Collected data
━━━━━━━━

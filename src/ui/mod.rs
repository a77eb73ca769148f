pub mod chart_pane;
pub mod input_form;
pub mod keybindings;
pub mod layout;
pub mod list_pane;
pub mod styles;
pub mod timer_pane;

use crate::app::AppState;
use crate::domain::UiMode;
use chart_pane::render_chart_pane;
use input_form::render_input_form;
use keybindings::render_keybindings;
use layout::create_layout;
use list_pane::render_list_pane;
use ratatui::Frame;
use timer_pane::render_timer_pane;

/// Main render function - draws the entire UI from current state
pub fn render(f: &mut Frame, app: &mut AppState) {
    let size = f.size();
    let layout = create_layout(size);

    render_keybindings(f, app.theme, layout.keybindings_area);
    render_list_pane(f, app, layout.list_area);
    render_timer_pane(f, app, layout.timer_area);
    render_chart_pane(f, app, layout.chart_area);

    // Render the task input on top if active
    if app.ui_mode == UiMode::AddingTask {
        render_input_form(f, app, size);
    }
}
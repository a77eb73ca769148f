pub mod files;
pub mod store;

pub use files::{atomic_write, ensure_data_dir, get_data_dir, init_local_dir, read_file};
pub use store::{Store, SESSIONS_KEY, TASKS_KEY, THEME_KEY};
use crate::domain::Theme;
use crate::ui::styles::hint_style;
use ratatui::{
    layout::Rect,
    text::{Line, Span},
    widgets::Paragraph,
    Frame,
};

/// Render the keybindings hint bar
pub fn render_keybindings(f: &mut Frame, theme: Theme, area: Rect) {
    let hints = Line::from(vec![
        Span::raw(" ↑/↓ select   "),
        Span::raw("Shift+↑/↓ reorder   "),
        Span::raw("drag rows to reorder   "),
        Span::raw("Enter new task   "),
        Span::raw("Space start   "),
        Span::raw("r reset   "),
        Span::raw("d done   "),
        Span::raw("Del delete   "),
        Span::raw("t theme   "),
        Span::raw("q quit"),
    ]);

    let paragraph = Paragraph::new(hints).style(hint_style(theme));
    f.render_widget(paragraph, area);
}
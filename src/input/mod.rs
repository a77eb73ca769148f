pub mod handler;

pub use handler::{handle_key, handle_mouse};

━━━━━━━━

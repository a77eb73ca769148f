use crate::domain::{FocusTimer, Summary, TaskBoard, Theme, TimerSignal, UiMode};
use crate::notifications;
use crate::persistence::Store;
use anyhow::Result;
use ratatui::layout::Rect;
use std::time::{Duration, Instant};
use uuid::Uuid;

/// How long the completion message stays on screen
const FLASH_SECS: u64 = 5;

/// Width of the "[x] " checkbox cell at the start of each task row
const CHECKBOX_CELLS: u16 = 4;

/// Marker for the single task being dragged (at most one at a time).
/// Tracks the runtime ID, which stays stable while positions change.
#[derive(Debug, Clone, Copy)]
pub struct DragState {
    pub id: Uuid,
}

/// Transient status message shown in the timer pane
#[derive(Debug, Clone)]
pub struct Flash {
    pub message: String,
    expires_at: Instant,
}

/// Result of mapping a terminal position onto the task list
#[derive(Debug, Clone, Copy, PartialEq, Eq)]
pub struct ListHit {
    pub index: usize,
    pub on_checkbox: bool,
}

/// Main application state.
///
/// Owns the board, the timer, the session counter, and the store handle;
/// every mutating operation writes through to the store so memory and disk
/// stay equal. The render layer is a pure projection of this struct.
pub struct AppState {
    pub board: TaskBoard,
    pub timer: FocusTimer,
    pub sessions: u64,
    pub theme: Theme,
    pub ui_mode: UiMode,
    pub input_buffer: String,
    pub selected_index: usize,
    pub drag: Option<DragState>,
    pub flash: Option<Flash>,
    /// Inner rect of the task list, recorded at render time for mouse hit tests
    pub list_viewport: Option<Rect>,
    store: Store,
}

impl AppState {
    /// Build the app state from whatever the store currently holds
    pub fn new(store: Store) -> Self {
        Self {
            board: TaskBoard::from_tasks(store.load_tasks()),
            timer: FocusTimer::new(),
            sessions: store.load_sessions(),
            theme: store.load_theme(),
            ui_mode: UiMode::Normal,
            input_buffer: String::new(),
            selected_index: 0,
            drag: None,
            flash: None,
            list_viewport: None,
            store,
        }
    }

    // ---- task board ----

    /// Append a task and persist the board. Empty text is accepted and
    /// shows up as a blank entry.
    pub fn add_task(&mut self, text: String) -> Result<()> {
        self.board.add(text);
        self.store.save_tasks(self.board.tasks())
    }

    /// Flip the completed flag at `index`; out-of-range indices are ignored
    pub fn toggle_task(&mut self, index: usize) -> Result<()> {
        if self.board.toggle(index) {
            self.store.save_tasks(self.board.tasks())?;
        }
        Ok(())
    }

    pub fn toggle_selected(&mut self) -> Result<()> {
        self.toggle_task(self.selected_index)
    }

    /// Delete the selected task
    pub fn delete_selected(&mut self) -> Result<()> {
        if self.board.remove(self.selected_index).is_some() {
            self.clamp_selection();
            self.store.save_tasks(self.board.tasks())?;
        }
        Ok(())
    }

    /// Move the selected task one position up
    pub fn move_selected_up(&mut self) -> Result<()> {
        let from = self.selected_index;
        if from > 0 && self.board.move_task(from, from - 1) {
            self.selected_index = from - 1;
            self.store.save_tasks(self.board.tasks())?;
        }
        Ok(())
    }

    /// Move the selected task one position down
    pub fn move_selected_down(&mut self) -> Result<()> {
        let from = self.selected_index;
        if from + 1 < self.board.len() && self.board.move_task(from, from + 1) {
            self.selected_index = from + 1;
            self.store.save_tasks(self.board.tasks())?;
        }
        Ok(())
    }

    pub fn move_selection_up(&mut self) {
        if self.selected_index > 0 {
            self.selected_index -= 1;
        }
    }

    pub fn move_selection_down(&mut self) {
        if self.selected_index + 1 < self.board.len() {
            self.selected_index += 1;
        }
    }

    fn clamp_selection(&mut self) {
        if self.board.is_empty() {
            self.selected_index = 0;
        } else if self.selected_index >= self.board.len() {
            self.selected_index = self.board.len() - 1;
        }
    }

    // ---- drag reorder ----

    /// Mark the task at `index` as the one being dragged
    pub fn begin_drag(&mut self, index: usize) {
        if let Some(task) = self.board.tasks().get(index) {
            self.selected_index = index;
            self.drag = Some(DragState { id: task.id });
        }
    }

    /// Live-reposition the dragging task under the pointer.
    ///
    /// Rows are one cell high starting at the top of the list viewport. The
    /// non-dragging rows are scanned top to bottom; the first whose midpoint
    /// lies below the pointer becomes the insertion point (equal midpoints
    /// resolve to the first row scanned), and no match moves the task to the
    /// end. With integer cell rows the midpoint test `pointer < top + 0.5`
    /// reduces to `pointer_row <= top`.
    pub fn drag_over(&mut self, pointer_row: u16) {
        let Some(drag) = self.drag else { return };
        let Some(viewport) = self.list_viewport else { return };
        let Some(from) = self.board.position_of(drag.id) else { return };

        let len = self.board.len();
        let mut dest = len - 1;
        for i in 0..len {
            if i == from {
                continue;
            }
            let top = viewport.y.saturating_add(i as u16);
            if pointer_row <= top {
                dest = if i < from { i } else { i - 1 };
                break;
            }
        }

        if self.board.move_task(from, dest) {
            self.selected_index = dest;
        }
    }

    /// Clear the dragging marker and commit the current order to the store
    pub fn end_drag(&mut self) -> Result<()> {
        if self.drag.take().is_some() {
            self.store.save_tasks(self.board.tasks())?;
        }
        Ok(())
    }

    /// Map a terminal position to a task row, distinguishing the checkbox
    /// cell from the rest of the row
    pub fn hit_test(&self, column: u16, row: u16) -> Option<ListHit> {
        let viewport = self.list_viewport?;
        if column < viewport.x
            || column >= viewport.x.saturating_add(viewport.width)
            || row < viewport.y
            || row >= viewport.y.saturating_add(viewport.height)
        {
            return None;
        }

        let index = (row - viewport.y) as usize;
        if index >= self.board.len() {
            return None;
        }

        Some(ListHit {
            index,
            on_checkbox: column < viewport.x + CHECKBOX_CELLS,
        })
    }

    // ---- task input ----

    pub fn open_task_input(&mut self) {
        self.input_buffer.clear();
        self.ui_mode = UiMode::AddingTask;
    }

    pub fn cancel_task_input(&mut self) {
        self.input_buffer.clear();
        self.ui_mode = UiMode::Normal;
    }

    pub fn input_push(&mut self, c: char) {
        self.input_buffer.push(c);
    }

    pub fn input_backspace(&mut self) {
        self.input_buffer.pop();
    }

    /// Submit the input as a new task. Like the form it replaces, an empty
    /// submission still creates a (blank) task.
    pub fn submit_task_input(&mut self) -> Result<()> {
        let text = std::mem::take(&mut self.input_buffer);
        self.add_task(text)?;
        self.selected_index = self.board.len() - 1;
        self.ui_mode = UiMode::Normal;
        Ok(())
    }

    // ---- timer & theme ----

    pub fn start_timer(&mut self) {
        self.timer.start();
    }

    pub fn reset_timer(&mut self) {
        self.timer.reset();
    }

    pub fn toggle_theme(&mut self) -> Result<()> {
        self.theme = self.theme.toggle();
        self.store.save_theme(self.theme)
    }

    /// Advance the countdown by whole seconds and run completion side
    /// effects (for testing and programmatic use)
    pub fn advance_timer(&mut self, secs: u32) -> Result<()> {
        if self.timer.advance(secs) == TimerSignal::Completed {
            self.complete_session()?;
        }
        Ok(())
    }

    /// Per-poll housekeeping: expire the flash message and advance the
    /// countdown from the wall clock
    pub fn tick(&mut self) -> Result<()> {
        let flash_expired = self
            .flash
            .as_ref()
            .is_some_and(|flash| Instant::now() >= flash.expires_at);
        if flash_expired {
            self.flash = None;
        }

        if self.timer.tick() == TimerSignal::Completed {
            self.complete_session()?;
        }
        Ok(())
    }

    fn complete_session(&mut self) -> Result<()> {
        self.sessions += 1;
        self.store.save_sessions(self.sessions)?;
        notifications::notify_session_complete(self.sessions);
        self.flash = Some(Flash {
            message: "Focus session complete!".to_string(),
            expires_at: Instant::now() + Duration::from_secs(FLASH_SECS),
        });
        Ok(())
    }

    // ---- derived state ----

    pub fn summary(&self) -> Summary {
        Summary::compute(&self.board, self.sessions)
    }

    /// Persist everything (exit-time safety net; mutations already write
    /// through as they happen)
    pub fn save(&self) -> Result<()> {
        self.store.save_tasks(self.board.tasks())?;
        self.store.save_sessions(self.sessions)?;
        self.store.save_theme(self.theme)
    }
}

━━━━━━━━

Beginning at the line above with "indices are ignored" and finishing at the line with "pub fn delete_selected(&mut", return each line exactly and return nothing else.

## [Answer to the exercise]
    /// Flip the completed flag at `index`; out-of-range indices are ignored
    pub fn toggle_task(&mut self, index: usize) -> Result<()> {
        if self.board.toggle(index) {
            self.store.save_tasks(self.board.tasks())?;
        }
        Ok(())
    }

    pub fn toggle_selected(&mut self) -> Result<()> {
        self.toggle_task(self.selected_index)
    }

    /// Delete the selected task
    pub fn delete_selected(&mut self) -> Result<()> {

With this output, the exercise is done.